* _Work order_:
From the first line of the data below, copy each line up to the one containing "to the backend.", and include that line too.

Stored data entries
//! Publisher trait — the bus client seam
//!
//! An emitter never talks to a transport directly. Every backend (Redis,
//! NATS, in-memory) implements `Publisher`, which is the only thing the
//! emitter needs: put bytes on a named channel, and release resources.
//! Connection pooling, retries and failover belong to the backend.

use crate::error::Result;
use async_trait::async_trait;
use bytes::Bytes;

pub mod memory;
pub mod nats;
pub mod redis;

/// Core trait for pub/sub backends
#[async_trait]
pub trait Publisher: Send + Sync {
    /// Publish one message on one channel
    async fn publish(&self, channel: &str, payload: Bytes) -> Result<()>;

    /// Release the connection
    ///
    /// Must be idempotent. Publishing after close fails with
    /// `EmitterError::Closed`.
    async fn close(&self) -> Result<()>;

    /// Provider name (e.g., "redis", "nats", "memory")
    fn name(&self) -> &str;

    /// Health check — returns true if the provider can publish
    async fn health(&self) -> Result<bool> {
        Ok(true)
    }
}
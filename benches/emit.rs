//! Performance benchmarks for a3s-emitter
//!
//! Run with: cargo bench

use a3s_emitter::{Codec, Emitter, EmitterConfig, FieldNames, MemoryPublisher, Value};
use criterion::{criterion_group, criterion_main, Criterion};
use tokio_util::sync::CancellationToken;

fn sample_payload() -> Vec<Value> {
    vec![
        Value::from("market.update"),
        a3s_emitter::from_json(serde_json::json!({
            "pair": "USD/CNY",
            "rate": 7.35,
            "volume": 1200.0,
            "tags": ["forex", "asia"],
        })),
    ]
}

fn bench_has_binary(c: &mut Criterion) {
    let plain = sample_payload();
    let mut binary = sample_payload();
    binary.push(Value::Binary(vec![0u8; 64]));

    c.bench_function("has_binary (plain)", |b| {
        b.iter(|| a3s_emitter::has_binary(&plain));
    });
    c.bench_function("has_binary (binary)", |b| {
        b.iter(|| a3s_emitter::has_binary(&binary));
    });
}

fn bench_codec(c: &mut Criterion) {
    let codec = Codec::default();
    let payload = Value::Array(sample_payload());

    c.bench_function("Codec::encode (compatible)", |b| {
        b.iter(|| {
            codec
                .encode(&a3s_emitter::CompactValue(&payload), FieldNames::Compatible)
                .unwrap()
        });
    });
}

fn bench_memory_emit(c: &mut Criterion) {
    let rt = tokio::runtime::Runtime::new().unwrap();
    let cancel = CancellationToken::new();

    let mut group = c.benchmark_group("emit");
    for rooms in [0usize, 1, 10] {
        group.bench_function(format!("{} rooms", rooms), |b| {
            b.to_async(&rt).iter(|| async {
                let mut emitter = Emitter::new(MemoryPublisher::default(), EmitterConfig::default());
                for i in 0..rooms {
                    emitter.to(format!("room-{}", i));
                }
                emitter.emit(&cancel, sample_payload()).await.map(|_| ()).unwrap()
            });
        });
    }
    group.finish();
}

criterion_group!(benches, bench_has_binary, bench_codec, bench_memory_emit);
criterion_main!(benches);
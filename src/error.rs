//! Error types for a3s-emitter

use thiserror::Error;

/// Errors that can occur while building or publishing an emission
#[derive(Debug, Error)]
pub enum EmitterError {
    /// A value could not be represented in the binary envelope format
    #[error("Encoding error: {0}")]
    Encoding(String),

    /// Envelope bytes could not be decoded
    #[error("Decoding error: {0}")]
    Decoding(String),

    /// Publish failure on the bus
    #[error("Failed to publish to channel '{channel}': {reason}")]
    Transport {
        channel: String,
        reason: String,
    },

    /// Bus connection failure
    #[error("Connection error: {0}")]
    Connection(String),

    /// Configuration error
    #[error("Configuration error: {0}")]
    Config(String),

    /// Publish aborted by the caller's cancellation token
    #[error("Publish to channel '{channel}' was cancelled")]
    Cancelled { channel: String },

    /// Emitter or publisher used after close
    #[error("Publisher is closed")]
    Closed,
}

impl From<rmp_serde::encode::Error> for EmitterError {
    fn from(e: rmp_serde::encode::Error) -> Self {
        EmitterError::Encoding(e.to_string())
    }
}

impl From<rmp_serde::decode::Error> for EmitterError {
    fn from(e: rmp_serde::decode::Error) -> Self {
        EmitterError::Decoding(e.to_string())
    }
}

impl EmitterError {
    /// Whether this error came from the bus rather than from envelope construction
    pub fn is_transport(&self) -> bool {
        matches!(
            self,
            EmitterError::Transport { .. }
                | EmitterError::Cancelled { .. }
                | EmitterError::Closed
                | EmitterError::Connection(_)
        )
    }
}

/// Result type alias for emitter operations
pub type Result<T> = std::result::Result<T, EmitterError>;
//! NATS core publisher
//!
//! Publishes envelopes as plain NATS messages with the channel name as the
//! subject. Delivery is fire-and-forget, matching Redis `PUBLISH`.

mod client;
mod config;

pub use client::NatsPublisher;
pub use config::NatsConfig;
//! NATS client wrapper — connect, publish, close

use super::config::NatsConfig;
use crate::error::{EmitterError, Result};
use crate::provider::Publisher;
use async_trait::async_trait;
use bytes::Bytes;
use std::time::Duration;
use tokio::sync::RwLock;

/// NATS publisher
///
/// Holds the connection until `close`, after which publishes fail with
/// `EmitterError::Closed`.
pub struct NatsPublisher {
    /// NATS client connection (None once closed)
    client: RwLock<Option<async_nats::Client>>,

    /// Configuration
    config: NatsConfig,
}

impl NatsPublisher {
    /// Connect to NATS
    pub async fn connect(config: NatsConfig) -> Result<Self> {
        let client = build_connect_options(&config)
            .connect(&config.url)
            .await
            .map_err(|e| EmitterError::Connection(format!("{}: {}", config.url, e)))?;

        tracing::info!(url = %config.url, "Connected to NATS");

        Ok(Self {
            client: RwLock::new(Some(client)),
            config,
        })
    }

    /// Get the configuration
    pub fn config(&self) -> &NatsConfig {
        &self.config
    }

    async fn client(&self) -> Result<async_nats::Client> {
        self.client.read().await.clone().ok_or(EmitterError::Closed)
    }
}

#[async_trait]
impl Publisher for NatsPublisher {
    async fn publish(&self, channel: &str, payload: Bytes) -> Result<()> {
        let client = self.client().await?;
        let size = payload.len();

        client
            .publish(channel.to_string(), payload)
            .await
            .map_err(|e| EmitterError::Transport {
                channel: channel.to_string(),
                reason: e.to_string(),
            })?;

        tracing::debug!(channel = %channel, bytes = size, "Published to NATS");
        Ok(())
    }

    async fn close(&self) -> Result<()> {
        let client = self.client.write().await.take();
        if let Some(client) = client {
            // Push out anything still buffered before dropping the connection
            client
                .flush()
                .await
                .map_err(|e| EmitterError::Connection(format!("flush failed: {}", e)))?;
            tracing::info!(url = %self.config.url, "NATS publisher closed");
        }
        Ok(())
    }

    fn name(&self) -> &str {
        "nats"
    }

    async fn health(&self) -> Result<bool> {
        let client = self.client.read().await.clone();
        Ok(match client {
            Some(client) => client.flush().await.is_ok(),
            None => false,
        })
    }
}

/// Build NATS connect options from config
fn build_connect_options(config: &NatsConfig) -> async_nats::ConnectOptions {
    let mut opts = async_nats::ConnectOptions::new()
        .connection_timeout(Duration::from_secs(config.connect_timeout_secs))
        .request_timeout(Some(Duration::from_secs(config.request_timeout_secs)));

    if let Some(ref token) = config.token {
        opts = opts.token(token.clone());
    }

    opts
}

* _Your response_:
//! Publisher trait — the bus client seam
//!
//! An emitter never talks to a transport directly. Every backend (Redis,
//! NATS, in-memory) implements `Publisher`, which is the only thing the
//! emitter needs: put bytes on a named channel, and release resources.
//! Connection pooling, retries and failover belong to the backend.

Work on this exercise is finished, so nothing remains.